The stories of Finn McCool are ancient indeed, associated with the peoples who lived in Ireland before even the Celts inhabited the land, around the 3rd century BC. Sometimes a hunter, sometimes a giant standing 54 feet (16 m) tall, Finn McCool looms large in the prehistory of Ireland and the Isle of Man.
Much of Irish tradition and history is lost to us, as enigmatic as the druids of pre-Roman Britain. But the stories of Finn McCool and his travelling companions as told by his son, the legendary poet Osheen (Oisín) have been preserved down the centuries.
Who was this man, around whom so many legends and local stories pivot?
The Early Life of Finn McCool
Finn McCool was born to Muireann Muncháem, “Muirne of the Beautiful Neck” and Cumhall, leader of the loose-knit warrior bands known as the Fianna. Muirne’s father, the druid Tadg mac Nuadat, had foreseen that the marriage of his daughter would lead to his loss of home.
The Druid therefore rejected any suitor for his daughter and refused to let any lover approach her. However Cumhall was determined to win Muirne and abducted her from her home.
Tadg sought help from the high king of Ireland, Conn of the Hundred Battles, to retrieve his daughter. Cumhall was chased down and defeated by the king’s forces, and killed by Goll mac Morna who became the new head of the Fianna. Muirne was returned to her home, but when she found that she was pregnant her father rejected her in shame.
However, the King intervened and sent Muirne to the druidess Bodhmall, Cumhall’s sister. Under the protection of Bodhmall, Muireann gave birth to Cumhall’s son in Ballyfin, a small village in the heart of Ireland.
Muirne left her son under the care of Bodhmall, knowing that the boy had inherited the enemies of his father, Cumhall. Finn was brought up secretly by two foster mothers, Bodhmall and Liath Luachra (“Luachra the Grey”), in the forests of the Laois mountains surrounding the village, where he grew to be strong and brave.
Finn was taught everything about warfare trained to be a great warrior. As the son of Cumhall he still had friends in Ireland, and he travelled from court to court to complete his education.
The Stories of Young Finn
One of the most famous stories of Finn took place when he first left the forests and mountains in Laois. Fionn met the druid and poet Finnegas in his young years and studied under him for some time.

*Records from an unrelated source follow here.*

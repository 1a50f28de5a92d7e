//! Emby account commands

use super::{context, open, print_outcome, read_json, CliResult};
use clap::{Args, Subcommand};
use serde_json::Value;
use snapaudit_core::StoreConfig;
use snapaudit_engine::{apply_engine_command, EngineCommand, EngineCommandResult, ReconcileReport};
use std::path::PathBuf;

#[derive(Debug, Args)]
pub struct EmbyArgs {
    #[command(subcommand)]
    pub command: EmbyCommand,
}

#[derive(Debug, Subcommand)]
pub enum EmbyCommand {
    /// Record one user DTO as returned by the server
    Sync(SyncArgs),
    /// Reconcile against a full user listing
    Reconcile(ReconcileArgs),
    Ban(ReasonArgs),
    Unban(ReasonArgs),
    /// Soft-delete a user
    Retire(SubjectArgs),
    /// Undo a soft delete
    Restore(SubjectArgs),
}

#[derive(Debug, Args)]
pub struct SyncArgs {
    /// JSON file holding one UserDto
    #[arg(long)]
    pub file: PathBuf,

    /// Subject id; defaults to the DTO's `Id`
    #[arg(long)]
    pub id: Option<String>,

    /// Record a snapshot even if nothing changed
    #[arg(long)]
    pub force: bool,

    #[arg(long)]
    pub remark: Option<String>,

    #[arg(long)]
    pub actor: Option<i64>,
}

#[derive(Debug, Args)]
pub struct ReconcileArgs {
    /// JSON file holding an array of UserDto, or a query result with `Items`
    #[arg(long)]
    pub file: PathBuf,

    #[arg(long)]
    pub actor: Option<i64>,
}

#[derive(Debug, Args)]
pub struct ReasonArgs {
    #[arg(long)]
    pub id: String,

    #[arg(long)]
    pub reason: String,

    #[arg(long)]
    pub actor: Option<i64>,

    /// Server view of the user after the change
    #[arg(long)]
    pub dto: Option<PathBuf>,
}

#[derive(Debug, Args)]
pub struct SubjectArgs {
    #[arg(long)]
    pub id: String,

    #[arg(long)]
    pub reason: Option<String>,

    #[arg(long)]
    pub actor: Option<i64>,
}

pub fn execute(args: EmbyArgs, config: &StoreConfig) -> CliResult {
    let cmd = match args.command {
        EmbyCommand::Sync(a) => {
            let user_dto = read_json(&a.file)?;
            let subject_id = match a.id {
                Some(id) => id,
                None => user_dto
                    .get("Id")
                    .and_then(Value::as_str)
                    .map(str::to_string)
                    .ok_or("DTO has no Id; pass --id")?,
            };
            EngineCommand::SyncEmbyProfile {
                subject_id,
                user_dto,
                force: a.force,
                remark: a.remark,
                actor: a.actor,
            }
        }
        EmbyCommand::Reconcile(a) => EngineCommand::ReconcileEmbyUsers {
            dtos: listing(read_json(&a.file)?)?,
            actor: a.actor,
        },
        EmbyCommand::Ban(a) => EngineCommand::BanEmbyUser {
            user_dto: a.dto.as_deref().map(read_json).transpose()?,
            subject_id: a.id,
            reason: a.reason,
            actor: a.actor,
        },
        EmbyCommand::Unban(a) => EngineCommand::UnbanEmbyUser {
            user_dto: a.dto.as_deref().map(read_json).transpose()?,
            subject_id: a.id,
            reason: a.reason,
            actor: a.actor,
        },
        EmbyCommand::Retire(a) => EngineCommand::RetireEmbyUser {
            subject_id: a.id,
            reason: a.reason,
            actor: a.actor,
        },
        EmbyCommand::Restore(a) => EngineCommand::RestoreEmbyUser {
            subject_id: a.id,
            reason: a.reason,
            actor: a.actor,
        },
    };

    let mut conn = open(config)?;
    match apply_engine_command(cmd, &mut conn, &context())? {
        EngineCommandResult::EmbyUser(outcome) => print_outcome(&outcome),
        EngineCommandResult::Reconciled(report) => print_report(&report),
        EngineCommandResult::PlatformUser(outcome) => print_outcome(&outcome),
    }
    Ok(())
}

fn listing(value: Value) -> CliResult<Vec<Value>> {
    match value {
        Value::Array(items) => Ok(items),
        Value::Object(mut obj) => match obj.remove("Items") {
            Some(Value::Array(items)) => Ok(items),
            _ => Err("listing object has no Items array".into()),
        },
        _ => Err("listing must be an array or an object with Items".into()),
    }
}

fn print_report(report: &ReconcileReport) {
    println!("Reconciled:");
    println!("  created: {}", report.created.len());
    println!("  updated: {}", report.updated.len());
    println!("  unchanged: {}", report.unchanged.len());
    println!("  restored: {}", report.restored.len());
    println!("  retired: {}", report.retired.len());
    if report.skipped > 0 {
        println!("  skipped (no Id): {}", report.skipped);
    }
    for (subject_id, err) in &report.failed {
        println!("  failed {}: {}", subject_id, err);
    }
}

#[cfg(test)]
mod tests {
    use super::*;
    use serde_json::json;

    #[test]
    fn test_listing_accepts_array_and_query_result() {
        assert_eq!(listing(json!([{"Id": "a"}])).unwrap().len(), 1);
        assert_eq!(
            listing(json!({"Items": [{"Id": "a"}, {"Id": "b"}], "TotalRecordCount": 2}))
                .unwrap()
                .len(),
            2
        );
        assert!(listing(json!({"Id": "a"})).is_err());
        assert!(listing(json!("a")).is_err());
    }
}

Finnegas at this time was focused on catching the mythical Salmon of Knowledge from the river Boyne. Anyone who ate the flesh of this salmon would receive all the knowledge in the world. With the help of Finn, the druid was finally able to capture the salmon, and the young warrior was then asked to cook it for the old man.
It is said that Finn burnt his thumb on the salmon while cooking it. When he put the burnt thumb in his mouth to cool it off, he gained the wisdom in the fish. Perhaps recognizing that Finn was fated for greatness, the druid then gave him the whole fish to eat.
It was popularly believed that Finn could call on the wisdom of the salmon at any time from then on, simply by sucking on his thumb.
Later Life of Finn McCool
Once he had grown to be a young man, Finn McCool returned to the Fianna to avenge his father’s death at the hands of Goll and assume his rightful place as their leader. Once victorious, he was promised the hand of the Irish king’s daughter Gráinne.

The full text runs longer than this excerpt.